Mike Posted August 20, 2012 Posted August 20, 2012 I find it useful, but don't put photos on it, mostly because of the added storage cost. It's nice to be able to easily access a document from multiple devices.
pbharvey Posted August 20, 2012 Posted August 20, 2012 I know a guy who distributes price lists, inventory sheets, etc. to his field employees via Dropbox. They always have the most recent copy at their disposal because when he edits the master they see the most recent update. He also told me he can "pull stuff back" if they terminate employment. Is there such a thing on Dropbox that would prevent a user (a sub-user say) from printing things out? Besides sharing can Dropbox be used to share info yet also control the distribution or more accurately distribution and downloading?
szurszewski Posted August 20, 2012 Posted August 20, 2012 I know a guy who distributes price lists, inventory sheets, etc. to his field employees via Dropbox. They always have the most recent copy at their disposal because when he edits the master they see the most recent update. He also told me he can "pull stuff back" if they terminate employment. Is there such a thing on Dropbox that would prevent a user (a sub-user say) from printing things out? Besides sharing can Dropbox be used to share info yet also control the distribution or more accurately distribution and downloading? Speaking only as a user, I haven't seen anything in Dropbox that would stop anyone with access to a file from printing. Also, Dropbox actually creates a copy of each file on each local machine (though you can also access them via a web browser and the Dropbox website) in a "Dropbox" folder, so any user could simply copy any file into another non-Dropbox folder. If you "disconnect" a machine from the account, it will give you the choice between keeping the files on that machine or deleting them, but that will only apply to the Dropbox folder - it won't know about anything you copied to some other location. There certainly might be more pro-user level tools/functions within Dropbox that let you lock files, or that force a machine to delete files when the account is disconnected, but I haven't seen them and it seems like it would be easy to circumvent them. For shared folders, once someone shares a folder with me, it is as if I am an owner: I can change whatever I like in the folder (which will also change the files, or file structure {meaning I can reorganize the files within the folder} on any other machines with the same folder), I can invite anyone else I want to the folder, and I can see a list of everyone who is sharing that folder. About the only restriction is that if I choose to "leave" the folder, I have to be invited back in before Dropbox will go back to updating the files on my machine (if I chose to keep them when I "left").
Francois_Dumas Posted August 20, 2012 Posted August 20, 2012 Mark, I use it with some 20 people.... sort of like a corporate network server. You can assign shared folders and give access to each and every individual, or not. So PER FOLDER you have separate access rights. And NONE of the material in any of those folders is automatically 'public'... YOU decide that. What probably happened is that you shared a folder with your friend ..... Either he or you made the folder and gave access to the other. From then on every file change made in that folder, will be updated on your end as well. It can get a bit confusing, especially when you have multiple people using it, some of which may have nothing to do with each other. On YOUR PC it looks as if they are all connected, since all those people (and folders are within the ONE dropbox folder in your Explorer. It helps going to the Dropbox website and open your account there, It looks a bit more tidy than on your own Explorer :-)
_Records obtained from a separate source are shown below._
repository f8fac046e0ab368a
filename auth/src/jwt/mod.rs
pub mod claims;
pub mod errors;
pub mod handler;
pub mod issuer;

pub use claims::AuthClaims;
pub use errors::TokenError;
pub use handler::JwtHandler;
pub use issuer::IssuedToken;
pub use issuer::TokenIssuer;
pub use issuer::DEFAULT_TOKEN_TTL_SECONDS;
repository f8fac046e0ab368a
use thiserror::Error;

/// Error type for password operations.
#[derive(Debug, Clone, Error)]
pub enum PasswordError {
    #[error("Password hashing failed: {0}")]
    HashingFailed(String),

    #[error("Malformed password hash: {0}")]
    MalformedHash(String),
}

/// Error for legacy PBKDF2 hash strings that cannot be parsed.
#[derive(Debug, Clone, Error, PartialEq, Eq)]
pub enum LegacyHashError {
    #[error("Expected 4 '$'-separated segments, got {0}")]
    MissingSegments(usize),

    #[error("Unknown algorithm tag: {0}")]
    UnknownAlgorithm(String),

    #[error("Iteration count must be a positive integer")]
    InvalidIterations,

    #[error("Salt must not contain '$'")]
    InvalidSalt,

    #[error("Digest is not valid base64")]
    InvalidDigest,

    #[error("Digest is empty")]
    EmptyDigest,
}

impl From<LegacyHashError> for PasswordError {
    fn from(err: LegacyHashError) -> Self {
        PasswordError::MalformedHash(err.to_string())
    }
}
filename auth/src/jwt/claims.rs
use chrono::DateTime;
use chrono::Duration;
use chrono::Utc;
use serde::Deserialize;
use serde::Serialize;

use crate::access::Principal;

/// Claims carried by an authentication token.
///
/// `is_admin` is captured from the account's staff flag at issuance and is
/// not re-derived while the token lives.
#[derive(Debug, Clone, Serialize, Deserialize, PartialEq, Eq)]
pub struct AuthClaims {
    /// Subject (user identifier)
    #[serde(rename = "sub")]
    pub user_id: String,

    pub email: String,

    #[serde(rename = "isAdmin")]
    pub is_admin: bool,

    /// Issued at (Unix timestamp)
    pub iat: i64,

    /// Expiration time (Unix timestamp)
    pub exp: i64,
}

impl AuthClaims {
    /// Build claims for a verified principal.
    ///
    /// # Arguments
    /// * `principal` - Account the token is issued to
    /// * `issued_at` - Issuance instant
    /// * `ttl` - Lifetime of the token
    pub fn for_principal(principal: &Principal, issued_at: DateTime<Utc>, ttl: Duration) -> Self {
        Self {
            user_id: principal.user_id.clone(),
            email: principal.email.clone(),
            is_admin: principal.is_staff,
            iat: issued_at.timestamp(),
            exp: (issued_at + ttl).timestamp(),
        }
    }

    /// Check if the token is expired at `current_timestamp`.
    ///
    /// A token is no longer valid from its expiration second onwards.
    pub fn is_expired(&self, current_timestamp: i64) -> bool {
        current_timestamp >= self.exp
    }
}
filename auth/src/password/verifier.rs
use super::argon2::PasswordHasher;
use super::legacy::ParsedLegacyHash;
use super::stored_hash::StoredHash;

/// Iteration count of the stand-in hash used when no account exists.
pub const DEFAULT_DUMMY_ITERATIONS: u32 = 260_000;

/// Single entry point for checking a plaintext password against a stored hash.
///
/// Dispatches on the stored encoding: legacy PBKDF2-HMAC-SHA256 or modern
/// Argon2. Every failure mode, including unparsable hashes, is reported as
/// a plain mismatch.
pub struct PasswordVerifier {
    hasher: PasswordHasher,
    dummy: ParsedLegacyHash,
}

impl PasswordVerifier {
    pub fn new() -> Self {
        Self::with_dummy_iterations(DEFAULT_DUMMY_ITERATIONS)
    }

    /// Create a verifier whose unknown-account check costs `iterations`
    /// rounds of PBKDF2.
    pub fn with_dummy_iterations(iterations: u32) -> Self {
        Self {
            hasher: PasswordHasher::new(),
            dummy: ParsedLegacyHash {
                iterations: iterations.max(1),
                salt: "unknown-account".to_string(),
                digest: vec![0u8; 32],
            },
        }
    }

    /// Check `plaintext` against `stored_hash`.
    ///
    /// # Returns
    /// True only if the stored hash parses and the password matches
    pub fn verify(&self, plaintext: &str, stored_hash: &str) -> bool {
        match StoredHash::parse(stored_hash) {
            Ok(StoredHash::Legacy(parsed)) => parsed.matches(plaintext),
            Ok(StoredHash::Modern(parsed)) => self.hasher.verify(plaintext, &parsed),
            Err(e) => {
                tracing::warn!(error = %e, "Stored password hash is not in a recognized format");
                false
            }
        }
    }

    /// Spend roughly the cost of a legacy verification without any account.
    ///
    /// Always returns false.
    pub fn verify_dummy(&self, plaintext: &str) -> bool {
        let _ = self.dummy.matches(plaintext);
        false
    }
}

impl Default for PasswordVerifier {
    fn default() -> Self {
        Self::new()
    }
}
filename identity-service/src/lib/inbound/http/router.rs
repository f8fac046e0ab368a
use std::sync::Arc;
use std::time::Duration;

use auth::Authenticator;
use axum::body::Body;
use axum::http::Request;
use axum::http::Response;
use axum::middleware;
use axum::routing::get;
use axum::routing::post;
use axum::Router;
use tower_http::cors::CorsLayer;
use tower_http::trace::TraceLayer;
use tracing::Span;

use super::handlers::login::login;
use super::handlers::me::me;
use super::middleware::authenticate as auth_middleware;
use crate::domain::user::ports::UserServicePort;

#[derive(Clone)]
pub struct AppState {
    pub user_service: Arc<dyn UserServicePort>,
    pub authenticator: Arc<Authenticator>,
}

pub fn create_router(
    user_service: Arc<dyn UserServicePort>,
    authenticator: Arc<Authenticator>,
) -> Router {
    let state = AppState {
        user_service,
        authenticator,
    };

    let public_routes = Router::new().route("/login", post(login));

    let protected_routes = Router::new()
        .route("/me", get(me))
        .route_layer(middleware::from_fn_with_state(
            state.clone(),
            auth_middleware,
        ));

    // Headers are left out of the span: they carry bearer tokens.
    let trace_layer = TraceLayer::new_for_http()
        .make_span_with(|request: &Request<Body>| {
            tracing::info_span!(
                "http_request",
                method = %request.method(),
                uri = %request.uri(),
                version = ?request.version(),
            )
        })
        .on_request(|request: &Request<Body>, _span: &Span| {
            tracing::info!(
                method = %request.method(),
                uri = %request.uri(),
                "Request started"
            );
        })
        .on_response(
            |response: &Response<Body>, latency: Duration, _span: &Span| {
                tracing::info!(
                    status = response.status().as_u16(),
                    latency_ms = latency.as_millis(),
                    "Request completed"
                );
            },
        );

    Router::new()
        .merge(public_routes)
        .merge(protected_routes)
        .layer(trace_layer)
        .layer(CorsLayer::permissive())
        .with_state(state)
}
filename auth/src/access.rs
use std::fmt;

/// Identity and role data of an account whose password has been verified.
///
/// Services convert their own user entity into this projection before
/// asking for authorization or a token.
#[derive(Debug, Clone, PartialEq, Eq)]
pub struct Principal {
    pub user_id: String,
    pub email: String,
    pub is_staff: bool,
    pub is_subscription_staff: bool,
    pub subscription_id: Option<String>,
}

/// Outcome of an authorization check.
#[derive(Debug, Clone, Copy, PartialEq, Eq)]
pub enum AccessDecision {
    Allowed,
    Denied(DenialReason),
}

/// Why an account was refused a token. Internal only; callers see one message.
#[derive(Debug, Clone, Copy, PartialEq, Eq)]
pub enum DenialReason {
    NotStaff,
    NoSubscription,
}

impl fmt::Display for DenialReason {
    fn fmt(&self, f: &mut fmt::Formatter<'_>) -> fmt::Result {
        match self {
            DenialReason::NotStaff => write!(f, "account is neither staff nor subscription staff"),
            DenialReason::NoSubscription => write!(f, "account has no subscription"),
        }
    }
}

/// Role and subscription rule applied between password verification and
/// token issuance.
#[derive(Debug, Clone, Copy, Default)]
pub struct AccessGate;

impl AccessGate {
    pub fn new() -> Self {
        Self
    }

    /// Allow staff or subscription staff that belong to a subscription.
    ///
    /// Only the presence of a subscription id is checked, not whether that
    /// subscription is active.
    pub fn authorize(&self, principal: &Principal) -> AccessDecision {
        if !(principal.is_staff || principal.is_subscription_staff) {
            return AccessDecision::Denied(DenialReason::NotStaff);
        }
        if principal.subscription_id.is_none() {
            return AccessDecision::Denied(DenialReason::NoSubscription);
        }
        AccessDecision::Allowed
    }
}
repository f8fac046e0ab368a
pub mod repositories;
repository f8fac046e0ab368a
pub mod user;

pub use user::PostgresUserRepository;
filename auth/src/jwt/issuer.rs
use chrono::DateTime;
use chrono::Duration;
use chrono::Utc;

use super::claims::AuthClaims;
use super::errors::TokenError;
use super::handler::JwtHandler;
use crate::access::Principal;

/// Token lifetime used when none is configured.
pub const DEFAULT_TOKEN_TTL_SECONDS: i64 = 3600;

/// A freshly signed token together with the claims it carries.
#[derive(Debug, Clone)]
pub struct IssuedToken {
    pub access_token: String,
    pub claims: AuthClaims,
}

/// Issues and verifies stateless authentication tokens.
///
/// Validity is a function of the HMAC signature and the expiry claim only;
/// there is no revocation list.
pub struct TokenIssuer {
    jwt_handler: JwtHandler,
    ttl: Duration,
}

impl TokenIssuer {
    /// Create a new token issuer.
    ///
    /// # Arguments
    /// * `secret` - Symmetric signing secret
    /// * `ttl` - Lifetime of issued tokens
    pub fn new(secret: &[u8], ttl: Duration) -> Self {
        Self {
            jwt_handler: JwtHandler::new(secret),
            ttl,
        }
    }

    /// Sign a token for `principal`, valid from now for the configured TTL.
    ///
    /// # Errors
    /// * `EncodingFailed` - Token could not be signed
    pub fn issue(&self, principal: &Principal) -> Result<IssuedToken, TokenError> {
        self.issue_at(principal, Utc::now())
    }

    /// Sign a token as if issued at `issued_at`.
    pub fn issue_at(
        &self,
        principal: &Principal,
        issued_at: DateTime<Utc>,
    ) -> Result<IssuedToken, TokenError> {
        let claims = AuthClaims::for_principal(principal, issued_at, self.ttl);
        let access_token = self.jwt_handler.encode(&claims)?;

        Ok(IssuedToken {
            access_token,
            claims,
        })
    }

    /// Verify a token against the current time.
    ///
    /// # Errors
    /// * `Malformed` - Bad structure or signature
    /// * `Expired` - Signature is valid but the token has expired
    pub fn verify(&self, token: &str) -> Result<AuthClaims, TokenError> {
        self.verify_at(token, Utc::now())
    }

    /// Verify a token against an explicit instant.
    ///
    /// The signature is checked before expiry, so a forged token is always
    /// reported as `Malformed` even when its claimed expiry has passed.
    pub fn verify_at(&self, token: &str, now: DateTime<Utc>) -> Result<AuthClaims, TokenError> {
        let claims: AuthClaims = self.jwt_handler.decode(token)?;

        if claims.is_expired(now.timestamp()) {
            return Err(TokenError::Expired);
        }

        Ok(claims)
    }
}
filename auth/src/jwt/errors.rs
use thiserror::Error;

/// Error type for token operations.
///
/// `Malformed` and `Expired` are kept apart for logging; HTTP callers
/// collapse them into one response.
#[derive(Debug, Clone, Error, PartialEq, Eq)]
pub enum TokenError {
    #[error("Failed to encode token: {0}")]
    EncodingFailed(String),

    #[error("Token is malformed or its signature is invalid: {0}")]
    Malformed(String),

    #[error("Token is expired")]
    Expired,
}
Mike Posted August 20, 2012 Posted August 20, 2012 I know a guy who distributes price lists, inventory sheets, etc. to his field employees via Dropbox. They always have the most recent copy at their disposal because when he edits the master they see the most recent update. He also told me he can "pull stuff back" if they terminate employment. Is there such a thing on Dropbox that would prevent a user (a sub-user say) from printing things out? Besides sharing can Dropbox be used to share info yet also control the distribution or more accurately distribution and downloading? Speaking only as a user, I haven't seen anything in Dropbox that would stop anyone with access to a file from printing. Also, Dropbox actually creates a copy of each file on each local machine (though you can also access them via a web browser and the Dropbox website) in a "Dropbox" folder, so any user could simply copy any file into another non-Dropbox folder. If you "disconnect" a machine from the account, it will give you the choice between keeping the files on that machine or deleting them, but that will only apply to the Dropbox folder - it won't know about anything you copied to some other location. There certainly might be more pro-user level tools/functions within Dropbox that let you lock files, or that force a machine to delete files when the account is disconnected, but I haven't seen them and it seems like it would be easy to circumvent them. For shared folders, once someone shares a folder with me, it is as if I am an owner: I can change whatever I like in the folder (which will also change the files, or file structure {meaning I can reorganize the files within the folder} on any other machines with the same folder), I can invite anyone else I want to the folder, and I can see a list of everyone who is sharing that folder. About the only restriction is that if I choose to "leave" the folder, I have to be invited back in before Dropbox will go back to updating the files on my machine (if I chose to keep them when I "left"). Just a thought on the topic of locking items from printing: In Adobe Acrobat, you can assign security settings that prohibit someone without the proper security code from printing. If this is a critical concern, you can always save a file as a PDF, apply those settings, and share it in any way you'd like. Of course, this limits what the user can do with the file in other ways, too.